INPUT RECORDS:
● ● ● ●

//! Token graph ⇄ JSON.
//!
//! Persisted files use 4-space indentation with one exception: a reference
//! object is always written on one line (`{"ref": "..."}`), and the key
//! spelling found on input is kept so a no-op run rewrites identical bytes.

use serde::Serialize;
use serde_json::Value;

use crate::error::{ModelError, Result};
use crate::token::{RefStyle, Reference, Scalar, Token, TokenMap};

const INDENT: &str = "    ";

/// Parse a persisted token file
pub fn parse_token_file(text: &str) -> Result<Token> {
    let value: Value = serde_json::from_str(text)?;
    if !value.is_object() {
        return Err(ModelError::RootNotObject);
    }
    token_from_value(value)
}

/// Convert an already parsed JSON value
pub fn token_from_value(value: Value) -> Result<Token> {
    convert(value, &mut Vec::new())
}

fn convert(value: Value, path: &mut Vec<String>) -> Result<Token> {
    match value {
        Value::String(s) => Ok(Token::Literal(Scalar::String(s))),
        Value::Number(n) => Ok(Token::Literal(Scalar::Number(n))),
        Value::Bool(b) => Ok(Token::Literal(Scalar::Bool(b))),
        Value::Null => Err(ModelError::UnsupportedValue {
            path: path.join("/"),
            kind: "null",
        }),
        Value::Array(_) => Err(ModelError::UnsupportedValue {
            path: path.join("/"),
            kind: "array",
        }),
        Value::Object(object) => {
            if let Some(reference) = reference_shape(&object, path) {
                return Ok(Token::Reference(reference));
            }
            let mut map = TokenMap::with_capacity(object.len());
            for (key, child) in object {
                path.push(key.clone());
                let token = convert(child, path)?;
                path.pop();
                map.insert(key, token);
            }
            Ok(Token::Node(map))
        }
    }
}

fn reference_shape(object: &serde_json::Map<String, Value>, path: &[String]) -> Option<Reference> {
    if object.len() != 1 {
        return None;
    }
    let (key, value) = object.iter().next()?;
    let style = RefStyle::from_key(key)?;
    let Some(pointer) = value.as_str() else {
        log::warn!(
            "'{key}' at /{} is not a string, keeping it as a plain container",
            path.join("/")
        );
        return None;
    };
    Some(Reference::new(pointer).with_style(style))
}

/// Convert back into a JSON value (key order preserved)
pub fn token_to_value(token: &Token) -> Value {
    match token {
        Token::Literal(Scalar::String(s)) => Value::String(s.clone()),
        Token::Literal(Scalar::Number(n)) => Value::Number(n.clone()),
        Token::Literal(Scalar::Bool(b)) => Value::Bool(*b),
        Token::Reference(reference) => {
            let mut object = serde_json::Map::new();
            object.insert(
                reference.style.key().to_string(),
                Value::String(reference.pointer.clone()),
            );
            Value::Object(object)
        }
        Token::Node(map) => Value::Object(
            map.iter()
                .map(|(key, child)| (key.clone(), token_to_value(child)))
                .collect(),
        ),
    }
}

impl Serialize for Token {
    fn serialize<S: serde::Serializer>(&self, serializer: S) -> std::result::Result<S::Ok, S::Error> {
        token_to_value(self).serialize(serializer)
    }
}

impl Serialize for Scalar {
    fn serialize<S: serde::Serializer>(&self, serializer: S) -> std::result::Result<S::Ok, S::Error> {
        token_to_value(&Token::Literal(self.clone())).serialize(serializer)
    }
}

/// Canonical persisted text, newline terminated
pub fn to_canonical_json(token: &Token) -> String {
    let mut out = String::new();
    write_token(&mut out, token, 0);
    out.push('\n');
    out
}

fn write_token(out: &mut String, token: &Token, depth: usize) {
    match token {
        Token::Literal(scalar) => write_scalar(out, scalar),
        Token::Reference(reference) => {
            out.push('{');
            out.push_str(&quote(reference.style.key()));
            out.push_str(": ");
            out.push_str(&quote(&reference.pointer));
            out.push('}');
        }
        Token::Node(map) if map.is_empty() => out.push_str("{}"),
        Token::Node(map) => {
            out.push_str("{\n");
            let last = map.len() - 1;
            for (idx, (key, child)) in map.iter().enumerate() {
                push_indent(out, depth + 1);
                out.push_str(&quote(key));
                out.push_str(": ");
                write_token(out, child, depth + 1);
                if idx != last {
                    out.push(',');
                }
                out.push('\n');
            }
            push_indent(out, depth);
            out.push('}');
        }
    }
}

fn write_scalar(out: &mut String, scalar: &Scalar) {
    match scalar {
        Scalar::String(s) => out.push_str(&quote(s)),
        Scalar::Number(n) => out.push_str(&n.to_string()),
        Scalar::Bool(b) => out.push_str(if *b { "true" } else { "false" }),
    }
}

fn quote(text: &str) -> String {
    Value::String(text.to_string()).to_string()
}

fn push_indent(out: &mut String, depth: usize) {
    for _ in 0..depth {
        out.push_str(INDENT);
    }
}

● ● ● ●

EXERCISE INSTRUCTIONS: When the word "match" occurs in a line above, list that line.

WRITTEN ANSWER:
    match value {
    match token {
    match token {
    match scalar {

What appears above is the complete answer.